===== Record set

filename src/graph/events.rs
//! Lifecycle event bus and tool-call event channel.
//!
//! Two distinct buses sharing one publish/subscribe shape, built on
//! `tokio_stream`'s broadcast-channel wrapper for fan-out rather than a
//! hand-rolled polling loop. In-memory implementations here; `redis-backend`
//! and `kafka-backend` features add Redis Streams and Kafka variants sharing
//! the same contract.

use std::collections::VecDeque;
use std::sync::Arc;

use async_trait::async_trait;
use serde::{Deserialize, Serialize};
use tokio::sync::{broadcast, Mutex};
use tokio_stream::wrappers::BroadcastStream;
use tokio_stream::{Stream, StreamExt as _};

use crate::message::{Message, ToolCallRecord};

/// One of `graph.{id}.{started|completed|failed}`,
/// `node.{graphId}.{nodeId}.{started|completed}`, or
/// `hitl.{graphId}.{nodeId}.requested` (§4.11).
pub type Topic = String;

pub fn graph_topic(graph_id: &str, event: &str) -> Topic {
    format!("graph.{graph_id}.{event}")
}

pub fn node_topic(graph_id: &str, node_id: &str, event: &str) -> Topic {
    format!("node.{graph_id}.{node_id}.{event}")
}

pub fn hitl_topic(graph_id: &str, node_id: &str) -> Topic {
    format!("hitl.{graph_id}.{node_id}.requested")
}

/// The enrichment carried alongside the message on every lifecycle
/// publication (§4.11).
#[derive(Debug, Clone, Serialize, Deserialize)]
pub struct LifecycleEvent {
    pub topic: Topic,
    pub event: String,
    pub node_id: Option<String>,
    pub message: Message,
    pub timestamp: chrono::DateTime<chrono::Utc>,
}

/// Topic/subscribe contract shared by every lifecycle bus backend (§4.11,
/// §6). `publish` failures are logged, never propagated into the run (§7).
#[async_trait]
pub trait LifecycleEventBus: Send + Sync {
    async fn publish(&self, event: LifecycleEvent);
    async fn subscribe(&self, topic_prefix: &str) -> Box<dyn Stream<Item = LifecycleEvent> + Send + Unpin>;
    /// Replay buffer, newest-first eviction, if history is enabled (§4.11).
    async fn history(&self, topic_prefix: &str) -> Vec<LifecycleEvent>;
}

/// A tool call observed on a message after a node completes (§4.11).
#[derive(Debug, Clone, Serialize, Deserialize)]
pub struct ToolCallEmitted {
    pub tool_call: ToolCallRecord,
    pub message: Message,
    pub emitted_by: String,
    pub graph_id: Option<String>,
    pub run_id: Option<String>,
    pub metadata: std::collections::HashMap<String, serde_json::Value>,
}

#[async_trait]
pub trait ToolCallEventBus: Send + Sync {
    async fn publish(&self, event: ToolCallEmitted);
    async fn subscribe(&self) -> Box<dyn Stream<Item = ToolCallEmitted> + Send + Unpin>;
    async fn history(&self) -> Vec<ToolCallEmitted>;
}

/// Shared broadcast-queue backend with a bounded, newest-first-eviction
/// replay history (§4.11). Subscribers only see events published after they
/// subscribe (standard `tokio::sync::broadcast` semantics); `history` serves
/// anything published before that.
pub struct InMemoryLifecycleEventBus {
    tx: broadcast::Sender<LifecycleEvent>,
    history: Mutex<VecDeque<LifecycleEvent>>,
    history_size: usize,
}

impl InMemoryLifecycleEventBus {
    pub fn new(history_size: usize) -> Self {
        let (tx, _rx) = broadcast::channel(1024);
        InMemoryLifecycleEventBus {
            tx,
            history: Mutex::new(VecDeque::new()),
            history_size,
        }
    }
}

impl Default for InMemoryLifecycleEventBus {
    fn default() -> Self {
        Self::new(256)
    }
}

#[async_trait]
impl LifecycleEventBus for InMemoryLifecycleEventBus {
    async fn publish(&self, event: LifecycleEvent) {
        if self.history_size > 0 {
            let mut history = self.history.lock().await;
            history.push_back(event.clone());
            while history.len() > self.history_size {
                history.pop_front();
            }
        }
        // A send error just means there are no subscribers right now;
        // per §7 event-bus failures never stall the run.
        let _ = self.tx.send(event);
    }

    async fn subscribe(&self, topic_prefix: &str) -> Box<dyn Stream<Item = LifecycleEvent> + Send + Unpin> {
        let prefix = topic_prefix.to_string();
        let stream = BroadcastStream::new(self.tx.subscribe())
            .filter_map(move |res| res.ok())
            .filter(move |event: &LifecycleEvent| event.topic.starts_with(&prefix));
        Box::new(Box::pin(stream))
    }

    async fn history(&self, topic_prefix: &str) -> Vec<LifecycleEvent> {
        self.history
            .lock()
            .await
            .iter()
            .filter(|e| e.topic.starts_with(topic_prefix))
            .cloned()
            .collect()
    }
}

pub struct InMemoryToolCallEventBus {
    tx: broadcast::Sender<ToolCallEmitted>,
    history: Mutex<VecDeque<ToolCallEmitted>>,
    history_size: usize,
}

impl InMemoryToolCallEventBus {
    pub fn new(history_size: usize) -> Self {
        let (tx, _rx) = broadcast::channel(1024);
        InMemoryToolCallEventBus {
            tx,
            history: Mutex::new(VecDeque::new()),
            history_size,
        }
    }
}

impl Default for InMemoryToolCallEventBus {
    fn default() -> Self {
        Self::new(256)
    }
}

#[async_trait]
impl ToolCallEventBus for InMemoryToolCallEventBus {
    async fn publish(&self, event: ToolCallEmitted) {
        if self.history_size > 0 {
            let mut history = self.history.lock().await;
            history.push_back(event.clone());
            while history.len() > self.history_size {
                history.pop_front();
            }
        }
        let _ = self.tx.send(event);
    }

    async fn subscribe(&self) -> Box<dyn Stream<Item = ToolCallEmitted> + Send + Unpin> {
        let stream = BroadcastStream::new(self.tx.subscribe()).filter_map(|res| res.ok());
        Box::new(Box::pin(stream))
    }

    async fn history(&self) -> Vec<ToolCallEmitted> {
        self.history.lock().await.iter().cloned().collect()
    }
}

/// Convenience bundle so `GraphBuilder` can wire both buses with one
/// optional collaborator.
#[derive(Clone)]
pub struct EventBuses {
    pub lifecycle: Arc<dyn LifecycleEventBus>,
    pub tool_calls: Arc<dyn ToolCallEventBus>,
}

impl EventBuses {
    pub fn in_memory() -> Self {
        EventBuses {
            lifecycle: Arc::new(InMemoryLifecycleEventBus::default()),
            tool_calls: Arc::new(InMemoryToolCallEventBus::default()),
        }
    }
}
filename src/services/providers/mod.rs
/// Generative-model client abstraction
///
/// The resolver talks to the model only through [`ModelClient`], so the
/// Gemini HTTP client can be swapped for a test double. Failures come back
/// as a typed [`ModelError`] instead of a panic or a generic error, which
/// lets the caller decide to fall back.
use std::time::Duration;

pub mod gemini;

pub use gemini::GeminiClient;

/// Why a model call produced no usable text
#[derive(thiserror::Error, Debug)]
pub enum ModelError {
    #[error("No Gemini API key configured")]
    MissingApiKey,

    #[error("Model request failed: {0}")]
    Transport(#[from] reqwest::Error),

    #[error("Model API returned status {status}: {body}")]
    Upstream { status: u16, body: String },

    #[error("Malformed model response: {0}")]
    MalformedResponse(String),

    #[error("Model returned no content")]
    EmptyResponse,

    #[error("Model call timed out after {}s", .0.as_secs_f64())]
    Timeout(Duration),
}

/// Trait for text-generation backends
#[cfg_attr(test, mockall::automock)]
#[async_trait::async_trait]
pub trait ModelClient: Send + Sync {
    /// Sends `prompt` and returns the model's raw text answer
    async fn generate(&self, prompt: &str) -> Result<String, ModelError>;

    /// Backend name for logging
    fn name(&self) -> &'static str;
}
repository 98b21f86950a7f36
use std::{sync::Arc, time::Duration};

use chrono::{Local, NaiveDate};

use crate::{
    models::{Product, RecommendationResult, UserProfile},
    services::{
        calendar, fallback, prompt,
        providers::{ModelClient, ModelError},
    },
};

/// Recommendation Resolver
///
/// Asks the generative model first and substitutes the rule-based fallback
/// when the call fails or exceeds `timeout`. Model failures never escape as
/// errors; they end up in the result's `error` field.
pub struct RecommendationResolver {
    model: Arc<dyn ModelClient>,
    timeout: Duration,
}

impl RecommendationResolver {
    pub fn new(model: Arc<dyn ModelClient>, timeout: Duration) -> Self {
        Self { model, timeout }
    }

    /// Resolves recommendations relative to the local calendar date
    pub async fn get_recommendations(
        &self,
        profile: &UserProfile,
        catalog: Option<&[Product]>,
    ) -> RecommendationResult {
        let today = Local::now().date_naive();
        self.get_recommendations_on(profile, catalog, today).await
    }

    /// Resolves recommendations as if `today` were the current date
    ///
    /// A missing catalog is treated as empty.
    pub async fn get_recommendations_on(
        &self,
        profile: &UserProfile,
        catalog: Option<&[Product]>,
        today: NaiveDate,
    ) -> RecommendationResult {
        let catalog = catalog.unwrap_or_default();
        let facts = calendar::facts_for(profile.birth_month, profile.birth_day, today);
        let prompt = prompt::build_prompt(profile, catalog, &facts);

        match self.invoke(&prompt).await {
            Ok(raw) => {
                let structured = prompt::parse_model_output(&raw);
                tracing::info!(
                    user_id = %profile.id,
                    provider = self.model.name(),
                    days_until_birthday = facts.days_until_birthday,
                    structured = structured.is_some(),
                    "Model recommendations generated"
                );
                RecommendationResult::generated(raw, facts.days_until_birthday, structured)
            }
            Err(e) => {
                let items = fallback::recommend(profile, catalog, today);
                tracing::warn!(
                    user_id = %profile.id,
                    provider = self.model.name(),
                    error = %e,
                    fallback_count = items.len(),
                    "Model call failed, using fallback recommendations"
                );
                RecommendationResult::fallback(e.to_string(), items, facts.days_until_birthday)
            }
        }
    }

    async fn invoke(&self, prompt: &str) -> Result<String, ModelError> {
        tokio::time::timeout(self.timeout, self.model.generate(prompt))
            .await
            .unwrap_or(Err(ModelError::Timeout(self.timeout)))
    }
}
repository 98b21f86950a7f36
pub mod handlers;
pub mod routes;
pub mod state;

pub use routes::create_router;
pub use state::AppState;
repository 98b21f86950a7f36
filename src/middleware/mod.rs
pub mod request_id;
use chrono::NaiveDate;
use serde::Serialize;

use crate::{models::UserProfile, services::calendar};

/// How close the birthday is
#[derive(Debug, Clone, Copy, Serialize, PartialEq, Eq)]
#[serde(rename_all = "snake_case")]
pub enum NotificationType {
    BirthdayToday,
    BirthdayTomorrow,
    BirthdayWeek,
    BirthdayMonth,
}

#[derive(Debug, Clone, Serialize, PartialEq)]
pub struct BirthdayNotification {
    pub user_id: String,
    pub full_name: String,
    pub birth_day: u32,
    pub birth_month: u32,
    pub days_until_birthday: i64,
    pub notification_type: NotificationType,
    pub message: String,
}

/// Reminder for a birthday within the next 30 days, if any
pub fn notification_for(profile: &UserProfile, today: NaiveDate) -> Option<BirthdayNotification> {
    let days = calendar::days_until_birthday(profile.birth_month, profile.birth_day, today);
    let name = &profile.full_name;

    let (notification_type, message) = match days {
        0 => (
            NotificationType::BirthdayToday,
            format!("Happy Birthday {}! Hope you have a wonderful day!", name),
        ),
        1 => (
            NotificationType::BirthdayTomorrow,
            format!(
                "{}'s birthday is tomorrow! Don't forget to get cake ingredients!",
                name
            ),
        ),
        2..=7 => (
            NotificationType::BirthdayWeek,
            format!(
                "{}'s birthday is in {} days. Time to plan the celebration!",
                name, days
            ),
        ),
        8..=30 => (
            NotificationType::BirthdayMonth,
            format!("{}'s birthday is coming up in {} days.", name, days),
        ),
        _ => return None,
    };

    Some(BirthdayNotification {
        user_id: profile.id.clone(),
        full_name: profile.full_name.clone(),
        birth_day: profile.birth_day,
        birth_month: profile.birth_month,
        days_until_birthday: days,
        notification_type,
        message,
    })
}
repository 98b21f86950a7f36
use chrono::NaiveDate;

use crate::{
    models::{Product, RecommendationCategory, RecommendationItem, UserProfile},
    services::calendar,
};

/// Catalog names containing any of these are treated as cake ingredients
const CAKE_INGREDIENTS: [&str; 5] = ["flour", "eggs", "butter", "sugar", "vanilla"];

/// Birthdays this close get cake-ingredient suggestions
pub const BIRTHDAY_WINDOW_DAYS: i64 = 14;

pub const MAX_FALLBACK_RECOMMENDATIONS: usize = 5;

/// Rule-based recommendations used when the model cannot answer
///
/// Cake ingredients come first (only when the birthday is near), then
/// products whose name contains the favourite-snacks text. Catalog order is
/// kept within each group and the result is capped at
/// [`MAX_FALLBACK_RECOMMENDATIONS`]. Only catalog products are ever returned.
///
/// The snack match treats the whole `favorite_snacks` string as one literal
/// substring, so a list like "Cookies, Chips" only matches a product whose
/// name contains exactly that text. Whitespace is significant and an empty
/// string matches every product. A profile without the field gets no
/// preference items.
pub fn recommend(
    profile: &UserProfile,
    catalog: &[Product],
    today: NaiveDate,
) -> Vec<RecommendationItem> {
    let days_until = calendar::days_until_birthday(profile.birth_month, profile.birth_day, today);

    let birthday_items = catalog
        .iter()
        .filter(|_| days_until <= BIRTHDAY_WINDOW_DAYS)
        .filter(|product| is_cake_ingredient(&product.name))
        .map(|product| RecommendationItem {
            product_name: product.name.clone(),
            reason: format!(
                "For birthday cake preparation - {} flavor",
                profile.favorite_cake
            ),
            category: RecommendationCategory::Birthday,
        });

    let preference_items = profile
        .favorite_snacks
        .iter()
        .flat_map(|snacks| {
            let needle = snacks.to_lowercase();
            catalog
                .iter()
                .filter(move |product| product.name.to_lowercase().contains(&needle))
                .map(move |product| RecommendationItem {
                    product_name: product.name.clone(),
                    reason: format!("Matches your favorite snack preference: {}", snacks),
                    category: RecommendationCategory::Preference,
                })
        });

    birthday_items
        .chain(preference_items)
        .take(MAX_FALLBACK_RECOMMENDATIONS)
        .collect()
}

fn is_cake_ingredient(name: &str) -> bool {
    let name = name.to_lowercase();
    CAKE_INGREDIENTS
        .iter()
        .any(|ingredient| name.contains(ingredient))
}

==========

**The problem**. Nothing but the lines from the one containing "fn is_cake_ingredient(name: &str)" through the last line of the data above should be given again, each exactly as it stands.

**Solved exercise**.
fn is_cake_ingredient(name: &str) -> bool {
    let name = name.to_lowercase();
    CAKE_INGREDIENTS
        .iter()
        .any(|ingredient| name.contains(ingredient))
}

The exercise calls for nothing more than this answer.